Joe se volteó, con el ceño fruncido.

—¡Espera!¿Piensas que estoy enojado por lo que eres? —inquirió y, por un segundo, creí ver un rastro de alivio nublando su mirada.

Me limité a asentir, algo receloso. ¿Por qué otra cosa podría estar enojado además de eso? Puse la vida de todos en riesgo.

Joe sonrió brevemente, como si todo le pareciera gracioso.

—Está bien, para nada —Me aseguró, pero luego se lo pensó mejor—. Bueno, sí, estoy enojado, pero no es por eso, aunque sí, es cierto que podrías habernos dicho sobre tu... Cosa-mágica-especial —agregó para sí mismo—, pero no. En realidad, si me lo preguntas, creo que es bastante genial.
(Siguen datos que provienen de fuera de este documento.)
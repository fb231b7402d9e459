//! Declarative mapping from Pandora JSON payloads to typed models.
//!
//! Every entity is a plain data struct (`StationData`, `PlaylistItemData`, ...)
//! that declares a [`Schema`]: one [`Field`] per attribute, naming the JSON
//! key it is read from, the value used when the key is absent and an
//! optional formatter. [`Model`] pairs such a struct with the [`Client`] it
//! came from, so entity actions can call back into the API.

pub mod bookmark;
pub mod list;
pub mod playlist;
pub mod quality;
pub mod search;
pub mod station;

// Use 3rd party
use log::{debug, warn};
use serde::de::{DeserializeOwned, Error as _};
use serde_json::{Map, Number, Value};
use time::format_description::well_known::Rfc3339;
use time::OffsetDateTime;

// Use built-in library
use std::fmt;
use std::ops::Deref;

// Use local
use crate::client::{Client, ClientError, ClientResult};

/// Transforms a truthy raw value before it is assigned.
pub type Formatter = fn(Value) -> Value;

/// Writes a resolved value into its slot of the data struct.
pub type Assign<'a, D> = fn(&mut D, &'a dyn Client, Value) -> ClientResult<()>;

/// Binds one attribute of `D` to a JSON key.
pub struct Field<'a, D> {
    name: &'static str,
    key: &'static str,
    default: Value,
    formatter: Option<Formatter>,
    assign: Assign<'a, D>,
}

impl<'a, D> Field<'a, D> {
    pub fn new(name: &'static str, key: &'static str, assign: Assign<'a, D>) -> Self {
        Self {
            name,
            key,
            default: Value::Null,
            formatter: None,
            assign,
        }
    }

    pub fn with_default(mut self, default: impl Into<Value>) -> Self {
        self.default = default.into();
        self
    }

    pub fn formatter(mut self, formatter: Formatter) -> Self {
        self.formatter = Some(formatter);
        self
    }

    pub fn name(&self) -> &'static str {
        self.name
    }

    pub fn key(&self) -> &'static str {
        self.key
    }

    pub fn default_value(&self) -> &Value {
        &self.default
    }

    /// Raw value of the field's key. An explicit `null` is a present value.
    pub fn lookup(&self, data: &Map<String, Value>) -> Option<Value> {
        data.get(self.key).cloned()
    }

    /// Final value for a raw lookup result.
    ///
    /// Absent values resolve to the default as declared. Present values go
    /// through the formatter, unless they are falsy (`null`, `""`, `0`,
    /// `false`, empty containers), which are kept as they are.
    pub fn resolve(&self, raw: Option<Value>) -> Value {
        match (raw, self.formatter) {
            (Some(value), Some(format)) if is_truthy(&value) => format(value),
            (Some(value), _) => value,
            (None, _) => self.default.clone(),
        }
    }
}

impl<D> Clone for Field<'_, D> {
    fn clone(&self) -> Self {
        Self {
            name: self.name,
            key: self.key,
            default: self.default.clone(),
            formatter: self.formatter,
            assign: self.assign,
        }
    }
}

impl<D> fmt::Debug for Field<'_, D> {
    fn fmt(&self, f: &mut fmt::Formatter<'_>) -> fmt::Result {
        f.debug_struct("Field")
            .field("name", &self.name)
            .field("key", &self.key)
            .field("default", &self.default)
            .field("formatter", &self.formatter.is_some())
            .finish()
    }
}

/// Ordered field declarations of one model type.
pub struct Schema<'a, D> {
    fields: Vec<Field<'a, D>>,
}

impl<'a, D> Schema<'a, D> {
    pub fn new(fields: Vec<Field<'a, D>>) -> Self {
        Self { fields }
    }

    /// Merges `own` over this schema.
    ///
    /// A field with an already declared name replaces the inherited one in
    /// place; new names are appended in order.
    pub fn extend(mut self, own: Vec<Field<'a, D>>) -> Self {
        for field in own {
            match self.fields.iter_mut().find(|inherited| inherited.name == field.name) {
                Some(inherited) => *inherited = field,
                None => self.fields.push(field),
            }
        }
        self
    }

    pub fn get(&self, name: &str) -> Option<&Field<'a, D>> {
        self.fields.iter().find(|field| field.name == name)
    }

    pub fn iter(&self) -> std::slice::Iter<'_, Field<'a, D>> {
        self.fields.iter()
    }

    pub fn len(&self) -> usize {
        self.fields.len()
    }

    pub fn is_empty(&self) -> bool {
        self.fields.is_empty()
    }
}

impl<D> Default for Schema<'_, D> {
    fn default() -> Self {
        Self { fields: Vec::new() }
    }
}

/// A data struct that can be built from a JSON object.
pub trait Fields<'a>: Default {
    fn schema() -> Schema<'a, Self>;

    /// Raw value for `field`, before defaults and formatting apply.
    fn raw_value(
        _client: &'a dyn Client,
        field: &Field<'a, Self>,
        data: &Map<String, Value>,
    ) -> Option<Value> {
        field.lookup(data)
    }
}

/// An entity together with the client it was built from.
#[derive(Clone)]
pub struct Model<'a, D> {
    client: &'a dyn Client,
    data: D,
}

impl<'a, D: Fields<'a>> Model<'a, D> {
    pub fn from_json(client: &'a dyn Client, json: &Value) -> ClientResult<Self> {
        let data = json
            .as_object()
            .ok_or_else(|| ClientError::shape("$", "object"))?;
        Self::from_object(client, &D::schema(), data)
    }

    pub fn from_json_list(client: &'a dyn Client, json: &Value) -> ClientResult<Vec<Self>> {
        Self::from_array(client, &D::schema(), "$", Some(json))
    }

    pub(crate) fn from_object(
        client: &'a dyn Client,
        schema: &Schema<'a, D>,
        data: &Map<String, Value>,
    ) -> ClientResult<Self> {
        Self::from_object_keyed(client, schema, data, None).map(|(model, _)| model)
    }

    /// Like `from_object`, also returning the resolved value of the field
    /// named `key_field`, exactly as it was assigned.
    pub(crate) fn from_object_keyed(
        client: &'a dyn Client,
        schema: &Schema<'a, D>,
        data: &Map<String, Value>,
        key_field: Option<&str>,
    ) -> ClientResult<(Self, Option<Value>)> {
        let mut fields = D::default();
        let mut key = None;
        for field in schema.iter() {
            let value = field.resolve(D::raw_value(client, field, data));
            if key_field == Some(field.name) {
                key = Some(value.clone());
            }
            (field.assign)(&mut fields, client, value).map_err(|e| {
                debug!("cannot assign `{}` from `{}`: {}", field.name, field.key, e);
                e
            })?;
        }

        let model = Self {
            client,
            data: fields,
        };
        Ok((model, key))
    }

    pub(crate) fn from_array(
        client: &'a dyn Client,
        schema: &Schema<'a, D>,
        key: &str,
        json: Option<&Value>,
    ) -> ClientResult<Vec<Self>> {
        let elements = json
            .and_then(Value::as_array)
            .ok_or_else(|| ClientError::shape(key, "array"))?;

        elements
            .iter()
            .map(|element| {
                let data = element
                    .as_object()
                    .ok_or_else(|| ClientError::shape(key, "array of objects"))?;
                Self::from_object(client, schema, data)
            })
            .collect()
    }
}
Hice una mueca. Difería con él sobre ello, pero no dije nada. En cambio, pregunté:

—¿Entonces por qué has actuado así las últimas semanas?

De pronto, pareció atrapado, porque bajó la mirada con vergüenza y su rostro se fue tornando rojo.

—Quiero decir, estoy enojado, pero es principalmente por otra cosa —Y se puso un poco más colorado—. Ahora que lo pienso, supongo que debería estar más enojado por eso que tú dijiste que por la razón que verdaderamente me enoja. Es muy tonto si trato de decirlo en voz alta.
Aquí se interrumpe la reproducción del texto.